Lee, now senior VP and deputy head of clinical sciences and operations at Sanofi, recounts this tale while talking about the experience of going from Big Pharma to biotech and back again. While Lee has nothing but good things to say about Pfizer, it is clear the 18 months he spent at Genzyme before its acquisition by Sanofi reshaped his thinking, particularly regarding how the industry runs clinical trials.
“The classic clinical trial asks ‘what does the sponsor want and need?’” says Lee. Everything is focused on delivering the data the sponsor needs, with little consideration given to the two stakeholders intimately involved with generating the results — investigators and patients. This attitude manifests in many ways, such as with electronic data capture (EDC) tools designed more for the sponsor than the user, clinical study nurses, and doctors.
Of course, the irony is that the sponsorcentric approach has done little to benefit Biopharma companies, which are paying more and more to run ever-larger trials that nonetheless still fall short of expectations. Activating a trial site costs up to $35,000, yet many never recruit a single patient. Equally, activating the trial sites and building other aspects of a clinical infrastructure takes time, pushing back drug approval dates.
Tufts Center for the Study of Drug Development calculated that between 1999 and 2005, the average length of a clinical trial increased by 70 percent and the burden on study staff rose by 67 percent. At the same time, enrollment fell 21 percent and patient dropout rates grew 30 percent. Lee saw the model was unsustainable for sites, patients, and pharma, and set about adopting lessons learned at Genzyme to change the paradigm at Sanofi.

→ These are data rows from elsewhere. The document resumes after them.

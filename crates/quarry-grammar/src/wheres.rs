//! Predicate tree compilation for WHERE, HAVING, and JOIN ON clauses.

use crate::dialect::Dialect;
use crate::grammar::Grammar;
use crate::{json, mysql, postgres, sqlite};
use quarry_core::{Error, Result, Value};
use quarry_query::{ConditionGroup, InSource, Predicate, QueryModel};

impl Grammar {
    /// Render a condition group, collecting bindings in emission order.
    ///
    /// The root group of a clause renders bare; nested groups render
    /// parenthesized. The first conjunct's connector is never emitted;
    /// every later conjunct's connector renders literally. A conjunct that
    /// renders to nothing (an empty nested group) contributes neither text
    /// nor a connector, so the surrounding clause stays well-formed.
    pub(crate) fn condition_group_sql(
        &self,
        query: &QueryModel,
        group: &ConditionGroup,
        bindings: &mut Vec<Value>,
        nested: bool,
    ) -> Result<String> {
        let mut parts: Vec<String> = Vec::with_capacity(group.len());
        for conjunct in group {
            let sql = self.predicate_sql(query, &conjunct.predicate, bindings)?;
            if sql.is_empty() {
                continue;
            }
            if parts.is_empty() {
                parts.push(sql);
            } else {
                parts.push(format!("{} {sql}", conjunct.connector.as_str()));
            }
        }

        if parts.is_empty() {
            return Ok(String::new());
        }
        let body = parts.join(" ");
        Ok(if nested { format!("({body})") } else { body })
    }

    fn predicate_sql(
        &self,
        query: &QueryModel,
        predicate: &Predicate,
        bindings: &mut Vec<Value>,
    ) -> Result<String> {
        match predicate {
            Predicate::Comparison {
                column,
                operator,
                value,
            } => {
                nonempty_column(column, "comparison")?;
                let operator = self.verify_operator(operator, "comparison")?;
                let value = self.parameter(query, value, bindings)?;
                Ok(format!("{} {operator} {value}", self.wrap(query, column)))
            }

            Predicate::In {
                column,
                source,
                negated,
            } => {
                nonempty_column(column, "in")?;
                match source {
                    InSource::List(values) if values.is_empty() => {
                        // An empty candidate set is a constant predicate, not
                        // invalid `in ()` syntax.
                        Ok(if *negated { "1 = 1" } else { "0 = 1" }.to_string())
                    }
                    InSource::List(values) => {
                        let rendered = values
                            .iter()
                            .map(|v| self.parameter(query, v, bindings))
                            .collect::<Result<Vec<_>>>()?;
                        Ok(format!(
                            "{} {}in ({})",
                            self.wrap(query, column),
                            if *negated { "not " } else { "" },
                            rendered.join(", ")
                        ))
                    }
                    InSource::Subquery(sub) => Ok(format!(
                        "{} {}in ({})",
                        self.wrap(query, column),
                        if *negated { "not " } else { "" },
                        self.select_sql(sub, bindings)?
                    )),
                }
            }

            Predicate::Between {
                column,
                low,
                high,
                negated,
            } => {
                nonempty_column(column, "between")?;
                let low = self.parameter(query, low, bindings)?;
                let high = self.parameter(query, high, bindings)?;
                Ok(format!(
                    "{} {}between {low} and {high}",
                    self.wrap(query, column),
                    if *negated { "not " } else { "" }
                ))
            }

            Predicate::Null { column, negated } => {
                nonempty_column(column, "null")?;
                Ok(format!(
                    "{} is{} null",
                    self.wrap(query, column),
                    if *negated { " not" } else { "" }
                ))
            }

            Predicate::Exists { query: sub, negated } => Ok(format!(
                "{}exists ({})",
                if *negated { "not " } else { "" },
                self.select_sql(sub, bindings)?
            )),

            Predicate::Raw(expr) => {
                bindings.extend(expr.bindings().iter().cloned());
                Ok(expr.sql().to_string())
            }

            Predicate::Group(group) => self.condition_group_sql(query, group, bindings, true),

            Predicate::JsonContains {
                column,
                value,
                negated,
            } => {
                nonempty_column(column, "json contains")?;
                if !self.dialect().supports_json_contains() {
                    return Err(Error::UnknownDialectFeature {
                        feature: "json contains",
                        dialect: self.dialect().name(),
                    });
                }
                let (field, path) = json::split_column(column);
                let wrapped = self.wrap(query, field);
                bindings.push(value.clone());
                Ok(match self.dialect() {
                    Dialect::MySql => mysql::json_contains_sql(&wrapped, &path, *negated),
                    Dialect::Postgres => postgres::json_contains_sql(&wrapped, &path, *negated),
                    Dialect::Sqlite => unreachable!("rejected above"),
                })
            }

            Predicate::JsonLength {
                column,
                operator,
                value,
            } => {
                nonempty_column(column, "json length")?;
                let operator = self.verify_operator(operator, "json length")?;
                let (field, path) = json::split_column(column);
                let wrapped = self.wrap(query, field);
                let value = self.parameter(query, value, bindings)?;
                Ok(match self.dialect() {
                    Dialect::MySql => mysql::json_length_sql(&wrapped, &path, &operator, &value),
                    Dialect::Postgres => {
                        postgres::json_length_sql(&wrapped, &path, &operator, &value)
                    }
                    Dialect::Sqlite => sqlite::json_length_sql(&wrapped, &path, &operator, &value),
                })
            }

            Predicate::DateBased {
                part,
                column,
                operator,
                value,
            } => {
                nonempty_column(column, "date")?;
                let operator = self.verify_operator(operator, "date")?;
                let wrapped = self.wrap(query, column);
                let value = self.parameter(query, value, bindings)?;
                Ok(match self.dialect() {
                    Dialect::MySql => mysql::date_based_sql(*part, &wrapped, &operator, &value),
                    Dialect::Postgres => {
                        postgres::date_based_sql(*part, &wrapped, &operator, &value)
                    }
                    Dialect::Sqlite => sqlite::date_based_sql(*part, &wrapped, &operator, &value),
                })
            }
        }
    }

    /// Lowercase the operator and check it against the dialect whitelist.
    fn verify_operator(&self, operator: &str, clause: &'static str) -> Result<String> {
        let normalized = operator.trim().to_lowercase();
        if normalized.is_empty() {
            return Err(Error::MalformedPredicate {
                clause,
                message: "empty operator".to_string(),
            });
        }
        if !self.dialect().supports_operator(&normalized) {
            return Err(Error::UnsupportedOperator {
                operator: operator.to_string(),
                dialect: self.dialect().name(),
            });
        }
        Ok(normalized)
    }
}

fn nonempty_column(column: &str, clause: &'static str) -> Result<()> {
    if column.trim().is_empty() {
        return Err(Error::MalformedPredicate {
            clause,
            message: "empty column name".to_string(),
        });
    }
    Ok(())
}
//! Dialect-aware SQL compilation for Quarry query models.
//!
//! `quarry-grammar` is the **compilation layer**: it turns a read-only
//! `QueryModel` into a `Compiled { sql, bindings }` pair for one of the
//! supported dialects. Compilation is a pure function — a `Grammar` holds
//! only its dialect and table prefix, never mutates the model it compiles,
//! and is safe to share across threads.
//!
//! Placeholders are `?` on every dialect; the bindings vector is collected in
//! emission order, so entry *n* always corresponds to the *n*-th placeholder
//! in the SQL text.

pub mod dialect;
pub mod grammar;
mod json;
mod mysql;
mod postgres;
mod sqlite;
mod wheres;

pub use dialect::Dialect;
pub use grammar::{Compiled, Grammar, UpsertUpdate};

Learning Lessons From Rare Disease Trials
The different approach taken at Genzyme was borne out of necessity. Biotechs, even those that grow as big as Genzyme, are used to running trials on a tight budget. Splurging $350,000 on 10 clinical trial sites that never recruit a patient is an unacceptable use of limited resources. The nature of the drugs developed by Genzyme, which target rare diseases, increases the likelihood this scattergun approach will fail, too.
Around 6,000 people in the United States have Type 1 Gaucher disease, the genetic disorder targeted by Genzyme’s blockbuster biologic Cerezyme. There are 4,300 times as many patients with diabetes. When designing a clinical trial for an orphan drug — the term for treatments targeting rare diseases — companies must think how this massive difference in prevalence affects their patient recruitment strategies.
“Finding a rare disease patient is like predicting the next lottery winner,” says Lee. Instead of simply activating sites in metropolitan areas and waiting for patients to arrive — the flawed “if you build it, they will come” strategy — rare disease drug developers must take a more nuanced approach. It is no use activating trial sites in the 10 biggest cities if the only patients you can find are in rural areas of Brazil or Montana.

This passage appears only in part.